LinuxQuestions.org
Latest LQ Deal: Latest LQ Deals
Home Forums Tutorials Articles Register
Go Back   LinuxQuestions.org > Forums > Non-*NIX Forums > Programming
User Name
Password
Programming This forum is for all programming questions.
The question does not have to be directly related to Linux and any language is fair game.

Notices


Reply
  Search this Thread
Old 05-19-2007, 02:58 PM   #1
kshkid
Member
 
Registered: Dec 2005
Distribution: RHEL3, FC3
Posts: 383

Rep: Reputation: 30
Interesting Question - Parsing a webpage


Hi,

This should be an interesting question I belive ( If not, am sorry )

There are so many webpages with action buttons in them. If the button is clicked then the registered action to the button gets executed. My question is how the process of searching manually for a button in the page and clicking the particular button be done through a script.
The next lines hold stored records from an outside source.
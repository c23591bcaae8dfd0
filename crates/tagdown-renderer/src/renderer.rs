//! Tag-aware Markdown renderer.

use std::collections::HashMap;
use std::sync::atomic::{AtomicBool, Ordering};

use crate::engine::{MarkdownEngine, PulldownEngine};
use crate::splitter::{Segment, split_code_regions};
use crate::style::style_block;
use crate::tags::{TagPipeline, TransformContext};
use crate::{ColorResolver, RenderError};

/// Default limit for nested `[rtl]`/`[ltr]`/`[mono]` containers.
pub const DEFAULT_MAX_DEPTH: usize = 32;

/// Default CSS font family for `[mono]` blocks.
pub const DEFAULT_MONOSPACE_FONT: &str = "monospace";

/// Renderer settings fixed at construction.
#[derive(Debug, Clone, PartialEq, Eq)]
pub struct RendererConfig {
    /// Color name to CSS value table.
    pub colors: HashMap<String, String>,
    /// Font family for the `.mono` class.
    pub monospace_font: String,
}

impl Default for RendererConfig {
    fn default() -> Self {
        Self {
            colors: HashMap::new(),
            monospace_font: DEFAULT_MONOSPACE_FONT.to_owned(),
        }
    }
}

impl RendererConfig {
    /// Add a named color.
    #[must_use]
    pub fn with_color(mut self, name: impl Into<String>, value: impl Into<String>) -> Self {
        self.colors.insert(name.into(), value.into());
        self
    }

    /// Set the monospace font family.
    #[must_use]
    pub fn with_monospace_font(mut self, font: impl Into<String>) -> Self {
        self.monospace_font = font.into();
        self
    }
}

/// Markdown renderer that expands custom tags outside code regions.
///
/// Rendering runs in three steps: the document is split into code and
/// non-code segments, the [`TagPipeline`] expands tags in non-code segments,
/// and the reassembled text goes to the [`MarkdownEngine`].
///
/// The first call to [`render`](Self::render) on an instance prepends the
/// style block; later calls do not.
///
/// # Example
///
/// ```
/// use tagdown_renderer::{RendererConfig, TagRenderer};
///
/// let config = RendererConfig::default().with_color("brand", "#ff0000");
/// let renderer = TagRenderer::new(&config);
///
/// let first = renderer.render("[color=brand]hi[/color]").unwrap();
/// assert!(first.starts_with("<style>"));
/// assert!(first.contains(r#"<span style="color:#ff0000;">hi</span>"#));
///
/// let second = renderer.render("[rtl]**x**[/rtl]").unwrap();
/// assert!(!second.contains("<style>"));
/// assert!(second.contains(r#"<div class="rtl"><p><strong>x</strong></p>"#));
/// ```
pub struct TagRenderer<E: MarkdownEngine = PulldownEngine> {
    engine: E,
    colors: ColorResolver,
    monospace_font: String,
    pipeline: TagPipeline,
    max_depth: usize,
    styles_injected: AtomicBool,
}

impl TagRenderer<PulldownEngine> {
    /// Create a renderer backed by pulldown-cmark.
    #[must_use]
    pub fn new(config: &RendererConfig) -> Self {
        Self::with_engine(PulldownEngine::new(), config)
    }
}

impl<E: MarkdownEngine> TagRenderer<E> {
    /// Create a renderer backed by the given Markdown engine.
    #[must_use]
    pub fn with_engine(engine: E, config: &RendererConfig) -> Self {
        Self {
            engine,
            colors: ColorResolver::new(config.colors.clone()),
            monospace_font: config.monospace_font.clone(),
            pipeline: TagPipeline::standard(),
            max_depth: DEFAULT_MAX_DEPTH,
            styles_injected: AtomicBool::new(false),
        }
    }

    /// Set the maximum container nesting depth.
    ///
    /// Every recursive render of container content goes one level deeper.
    /// Exceeding the limit fails the render with
    /// [`RenderError::NestingTooDeep`].
    #[must_use]
    pub fn with_max_depth(mut self, depth: usize) -> Self {
        self.max_depth = depth;
        self
    }

    /// Replace the tag pipeline.
    #[must_use]
    pub fn with_pipeline(mut self, pipeline: TagPipeline) -> Self {
        self.pipeline = pipeline;
        self
    }

    /// The style block injected before the first rendered document.
    #[must_use]
    pub fn style_block(&self) -> String {
        style_block(&self.monospace_font)
    }

    /// Whether the style block has already been emitted by this instance.
    #[must_use]
    pub fn styles_injected(&self) -> bool {
        self.styles_injected.load(Ordering::Acquire)
    }

    /// Render a document to HTML.
    ///
    /// Safe to call from several threads at once; exactly one call receives
    /// the style block.
    ///
    /// # Errors
    ///
    /// Returns [`RenderError::NestingTooDeep`] if container tags nest beyond
    /// the configured depth.
    pub fn render(&self, text: &str) -> Result<String, RenderError> {
        let first = self
            .styles_injected
            .compare_exchange(false, true, Ordering::AcqRel, Ordering::Acquire)
            .is_ok();

        if first {
            tracing::debug!("Injecting style block");
            let mut document = self.style_block();
            document.push_str(text);
            self.render_at_depth(&document, 0)
        } else {
            self.render_at_depth(text, 0)
        }
    }

    /// Expand custom tags outside code regions without running the Markdown
    /// engine or injecting styles.
    ///
    /// Container content is still rendered to HTML, since containers wrap
    /// rendered output.
    ///
    /// # Errors
    ///
    /// Returns [`RenderError::NestingTooDeep`] if container tags nest beyond
    /// the configured depth.
    pub fn expand_tags(&self, text: &str) -> Result<String, RenderError> {
        self.expand_at_depth(text, 0)
    }

    fn render_at_depth(&self, text: &str, depth: usize) -> Result<String, RenderError> {
        if depth > self.max_depth {
            tracing::debug!(limit = self.max_depth, "Container nesting limit exceeded");
            return Err(RenderError::NestingTooDeep {
                limit: self.max_depth,
            });
        }

        let expanded = self.expand_at_depth(text, depth)?;
        Ok(self.engine.render_markdown(&expanded))
    }

    fn expand_at_depth(&self, text: &str, depth: usize) -> Result<String, RenderError> {
        let nested = |inner: &str| self.render_at_depth(inner, depth + 1);
        let ctx = TransformContext {
            colors: &self.colors,
            nested: &nested,
        };

        let segments = split_code_regions(text);
        tracing::debug!(segments = segments.len(), depth, "Split document");

        let mut output = String::with_capacity(text.len());
        for segment in segments {
            match segment {
                Segment::Code(code) => output.push_str(code),
                Segment::Text(plain) => output.push_str(&self.pipeline.apply(plain, &ctx)?),
            }
        }
        Ok(output)
    }
}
Basically, we have an internal page with so many action buttons in that , in which when the button is clicked it navigates to other page which contain the vital information which can be parsed. (HTML parsing which could be done easily). But the page as well contains other action buttons. Based on the values parsed I need to click the button(s).

Even if values can be parsed, how to script the job of clicking the right button.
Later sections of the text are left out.